(INSTRUCTIONS FOR THE TASK)
Search the material below for the word "CacheOp". Copy every line that has it.

________________________________________

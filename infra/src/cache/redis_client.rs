//! Redis cache client implementation
//!
//! A multiplexed Redis connection with retry logic and the handful of
//! commands the revocation index needs: keyed get/set-with-expiry/delete,
//! an atomic multi-key batch, and a guarded set evaluated server-side.

use redis::{aio::MultiplexedConnection, AsyncCommands, Client, RedisError, RedisResult, Script};
use std::time::Duration;
use tokio::time::sleep;
use tracing::{debug, error, info, warn};

use ta_core::repositories::CacheOp;
use ta_shared::config::CacheConfig;

use crate::InfrastructureError;

/// Sets `KEYS[2]` only while `KEYS[1]` exists, in one server-side step
const SET_WHILE_LIVE_SCRIPT: &str = r#"
if redis.call('EXISTS', KEYS[1]) == 1 then
    redis.call('SET', KEYS[2], ARGV[1], 'PX', ARGV[2])
    return 1
end
return 0
"#;

/// Redis cache client with connection pooling and retry logic
#[derive(Clone)]
pub struct RedisClient {
    /// Redis multiplexed connection for async operations
    connection: MultiplexedConnection,
    /// Maximum number of attempts per operation
    max_retries: u32,
    /// Base delay between retries (exponential backoff)
    retry_delay_ms: u64,
    set_while_live: Script,
}

impl RedisClient {
    /// Connect using the retry settings carried by `config`
    ///
    /// # Example
    /// ```no_run
    /// use ta_infra::cache::RedisClient;
    /// use ta_shared::config::CacheConfig;
    ///
    /// async fn create_client() -> Result<RedisClient, Box<dyn std::error::Error>> {
    ///     let client = RedisClient::new(CacheConfig::new("redis://localhost:6379")).await?;
    ///     Ok(client)
    /// }
    /// ```
    pub async fn new(config: CacheConfig) -> Result<Self, InfrastructureError> {
        info!(
            "Creating Redis client with URL: {} and pool size: {}",
            mask_url(&config.url),
            config.max_connections
        );

        let client = Client::open(config.url.as_str()).map_err(|e| {
            error!("Failed to parse Redis URL: {}", e);
            InfrastructureError::Config(format!("Invalid Redis URL: {}", e))
        })?;

        let max_retries = config.max_retries.max(1);
        let connection = Self::create_connection_with_retry(
            client,
            max_retries,
            config.retry_delay_ms,
            Duration::from_secs(config.connection_timeout),
        )
        .await?;

        info!("Redis client created successfully");

        Ok(Self {
            connection,
            max_retries,
            retry_delay_ms: config.retry_delay_ms,
            set_while_live: Script::new(SET_WHILE_LIVE_SCRIPT),
        })
    }

    async fn create_connection_with_retry(
        client: Client,
        max_retries: u32,
        retry_delay_ms: u64,
        connect_timeout: Duration,
    ) -> Result<MultiplexedConnection, InfrastructureError> {
        let mut attempts = 0;
        let mut delay = retry_delay_ms;

        loop {
            attempts += 1;
            debug!("Attempting to connect to Redis (attempt {})", attempts);

            let attempt =
                tokio::time::timeout(connect_timeout, client.get_multiplexed_async_connection())
                    .await
                    .unwrap_or_else(|_| {
                        Err(RedisError::from(std::io::Error::new(
                            std::io::ErrorKind::TimedOut,
                            "connection attempt timed out",
                        )))
                    });

            match attempt {
                Ok(connection) => {
                    info!("Successfully connected to Redis");
                    return Ok(connection);
                }
                Err(e) if attempts < max_retries => {
                    warn!(
                        "Failed to connect to Redis (attempt {}/{}): {}. Retrying in {}ms...",
                        attempts, max_retries, e, delay
                    );
                    sleep(Duration::from_millis(delay)).await;
                    delay = (delay * 2).min(5000);
                }
                Err(e) => {
                    error!(
                        "Failed to connect to Redis after {} attempts: {}",
                        attempts, e
                    );
                    return Err(InfrastructureError::Cache(e));
                }
            }
        }
    }

    /// Set a value that expires after `ttl` (millisecond precision)
    pub async fn set_with_expiry(
        &self,
        key: &str,
        value: &str,
        ttl: Duration,
    ) -> Result<(), InfrastructureError> {
        debug!("Setting key '{}' with expiry {}ms", key, ttl.as_millis());

        let millis = ttl_millis(ttl);
        self.execute_with_retry(|mut conn| {
            let key = key.to_string();
            let value = value.to_string();
            Box::pin(async move { conn.pset_ex::<_, _, ()>(key, value, millis).await })
        })
        .await
        .map_err(|e| {
            error!("Failed to set key '{}': {}", key, e);
            InfrastructureError::Cache(e)
        })
    }

    /// Get a value; `None` when missing or expired
    pub async fn get(&self, key: &str) -> Result<Option<String>, InfrastructureError> {
        debug!("Getting key '{}'", key);

        self.execute_with_retry(|mut conn| {
            let key = key.to_string();
            Box::pin(async move { conn.get::<_, Option<String>>(key).await })
        })
        .await
        .map_err(|e| {
            error!("Failed to get key '{}': {}", key, e);
            InfrastructureError::Cache(e)
        })
    }

    /// Delete a key; true if something was removed
    pub async fn delete(&self, key: &str) -> Result<bool, InfrastructureError> {
        debug!("Deleting key '{}'", key);

        self.execute_with_retry(|mut conn| {
            let key = key.to_string();
            Box::pin(async move { conn.del::<_, u32>(key).await })
        })
        .await
        .map(|deleted| deleted > 0)
        .map_err(|e| {
            error!("Failed to delete key '{}': {}", key, e);
            InfrastructureError::Cache(e)
        })
    }

    /// Apply all operations in one MULTI/EXEC transaction
    pub async fn exec_batch(&self, ops: &[CacheOp]) -> Result<(), InfrastructureError> {
        debug!("Executing batch of {} operations", ops.len());

        let mut pipe = redis::pipe();
        pipe.atomic();
        for op in ops {
            match op {
                CacheOp::Set { key, value, ttl } => {
                    pipe.pset_ex(key, value, ttl_millis(*ttl)).ignore();
                }
                CacheOp::Delete { key } => {
                    pipe.del(key).ignore();
                }
            }
        }

        self.execute_with_retry(|mut conn| {
            let pipe = pipe.clone();
            Box::pin(async move { pipe.query_async::<_, ()>(&mut conn).await })
        })
        .await
        .map_err(|e| {
            error!("Failed to execute batch: {}", e);
            InfrastructureError::Cache(e)
        })
    }

    /// Set `key` only while `anchor` exists; false when the anchor is gone
    pub async fn set_while_live(
        &self,
        anchor: &str,
        key: &str,
        value: &str,
        ttl: Duration,
    ) -> Result<bool, InfrastructureError> {
        debug!("Setting key '{}' guarded by '{}'", key, anchor);

        let millis = ttl_millis(ttl);
        self.execute_with_retry(|mut conn| {
            let mut invocation = self.set_while_live.prepare_invoke();
            invocation.key(anchor).key(key).arg(value).arg(millis);
            Box::pin(async move { invocation.invoke_async::<_, i64>(&mut conn).await })
        })
        .await
        .map(|applied| applied == 1)
        .map_err(|e| {
            error!("Failed guarded set of '{}': {}", key, e);
            InfrastructureError::Cache(e)
        })
    }

    /// Remaining time-to-live; `None` if the key is missing or has no expiry
    pub async fn ttl(&self, key: &str) -> Result<Option<Duration>, InfrastructureError> {
        self.execute_with_retry(|mut conn| {
            let key = key.to_string();
            Box::pin(async move { conn.pttl::<_, i64>(key).await })
        })
        .await
        .map(|millis| u64::try_from(millis).ok().map(Duration::from_millis))
        .map_err(|e| {
            error!("Failed to get TTL for key '{}': {}", key, e);
            InfrastructureError::Cache(e)
        })
    }

    /// Check connectivity with PING
    pub async fn health_check(&self) -> Result<bool, InfrastructureError> {
        debug!("Performing Redis health check");

        let result = self
            .execute_with_retry(|mut conn| {
                Box::pin(async move { redis::cmd("PING").query_async::<_, String>(&mut conn).await })
            })
            .await;

        match result {
            Ok(response) if response == "PONG" => Ok(true),
            Ok(response) => {
                warn!("Redis health check returned unexpected response: {}", response);
                Ok(false)
            }
            Err(e) => {
                error!("Redis health check failed: {}", e);
                Err(InfrastructureError::Cache(e))
            }
        }
    }

    async fn execute_with_retry<'a, F, T>(&self, operation: F) -> RedisResult<T>
    where
        F: Fn(
            MultiplexedConnection,
        ) -> std::pin::Pin<Box<dyn std::future::Future<Output = RedisResult<T>> + Send + 'a>>,
    {
        let mut attempts = 0;
        let mut delay = self.retry_delay_ms;

        loop {
            attempts += 1;
            let conn = self.connection.clone();

            match operation(conn).await {
                Ok(result) => return Ok(result),
                Err(e) if attempts < self.max_retries && is_retriable_error(&e) => {
                    warn!(
                        "Redis operation failed (attempt {}/{}): {}. Retrying in {}ms...",
                        attempts, self.max_retries, e, delay
                    );
                    sleep(Duration::from_millis(delay)).await;
                    delay = (delay * 2).min(5000);
                }
                Err(e) => return Err(e),
            }
        }
    }
}

/// Redis rejects a zero expiry
fn ttl_millis(ttl: Duration) -> u64 {
    (ttl.as_millis() as u64).max(1)
}

/// Whether a Redis error is transient and worth retrying
pub(crate) fn is_retriable_error(error: &RedisError) -> bool {
    matches!(
        error.kind(),
        redis::ErrorKind::IoError
            | redis::ErrorKind::ClientError
            | redis::ErrorKind::BusyLoadingError
            | redis::ErrorKind::TryAgain
    )
}

/// Mask credentials in a Redis URL for logging
pub(crate) fn mask_url(url: &str) -> String {
    if let Some(at_pos) = url.find('@') {
        if let Some(proto_end) = url.find("://") {
            let proto = &url[..proto_end + 3];
            let host_part = &url[at_pos..];
            return format!("{}****{}", proto, host_part);
        }
    }
    url.to_string()
}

________________________________________

(EXPECTED ANSWER)
use ta_core::repositories::CacheOp;
    pub async fn exec_batch(&self, ops: &[CacheOp]) -> Result<(), InfrastructureError> {
                CacheOp::Set { key, value, ttl } => {
                CacheOp::Delete { key } => {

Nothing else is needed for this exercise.